Berkshire Hathaway (BRK.A) has a long history of buying retail companies with strong operators at the helm and being willing to pay up for those companies. It was the shift away from cigar butts and cheap companies that helped Berkshire get into companies like Costco (COST) several years ago. I still recollect Berkshire paying around $80 per share for Costco despite it trading at a significant premium to other retailers.

The power of compounding takes care of paying up for quality companies as long as your holding period is measured in years or decades. Berkshire Hathaway did very well with its investment in Costco and they exited the position in the third quarter of 2020 at prices north of $300. For a short period it looked like they made the right decision as the stock languished and even dipped in early 2021 before nearly doubling again.

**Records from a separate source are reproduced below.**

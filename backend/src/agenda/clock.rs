use time::{Date, OffsetDateTime, Time, UtcOffset};

/// "Today" as seen from a fixed civil offset.
///
/// The host clock is always read as UTC before the offset is applied, so a
/// server running in a non-UTC zone computes the same window as one in UTC.
#[derive(Debug, Clone, PartialEq, Eq)]
pub struct LocalWindow {
    /// Midnight at the start of the local calendar day, in `offset`.
    pub day_start: OffsetDateTime,
    /// Local wall-clock time, `"HH:MM"`, zero padded.
    pub time_hhmm: String,
}

impl LocalWindow {
    pub fn now(offset: UtcOffset) -> Self {
        Self::at(OffsetDateTime::now_utc(), offset)
    }

    pub fn at(instant: OffsetDateTime, offset: UtcOffset) -> Self {
        let local = instant.to_offset(offset);
        Self {
            day_start: local.replace_time(Time::MIDNIGHT),
            time_hhmm: format!("{:02}:{:02}", local.hour(), local.minute()),
        }
    }

    /// The local calendar day; meetings dated on or after it are upcoming.
    pub fn today(&self) -> Date {
        self.day_start.date()
    }
}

Charlie Munger’s recent comments at the Daily Journal’s annual shareholder meeting give us some insight into why Berkshire might have exited Costco. He said,

“I’ve always believed that nothing was worth an infinite price. So even an admirable place like Costco could get to a price where you would say that’s too high. But I would argue that, if I were investing money for some sovereign wealth fund or some pension fund, and I had a 30, 40, 50-year time horizon, I would buy Costco at the current price.”

While paying up for quality makes sense, at some point you could end up going too far, especially if the consensus opinion gets fixated on this idea that valuations don’t matter.

Last year when I was looking for tiles for a project, several friends suggested I check out Floor & Decor. After checking out several tile stores in Silicon Valley and San Jose, we headed up to a Floor & Decor to see what my friends were raving about. It immediately became clear why they were recommending the store. Everything from the friendly designer at the store to the way the displays were set up, made the store stand out. The best part was the wide selection of tiles, backsplashes and wood flooring they carried. To top it all, pricing seemed very reasonable.

Floor and Decor Tiles

 

We ended up buying various tiles from that location, ordered some more from their website and arranged for them all to be picked up from that location a few days later. The entire process was seamless. As I was checking out, I asked the associate if the company was public and indeed it was. I decided to check out the stock and was surprised by how expensive it was. I already had a position in the flooring company Mohawk (MHK) and we wrote about it for our first monthly special situations newsletter in May 2020. So I was familiar with this segment and the cyclical nature of the industry.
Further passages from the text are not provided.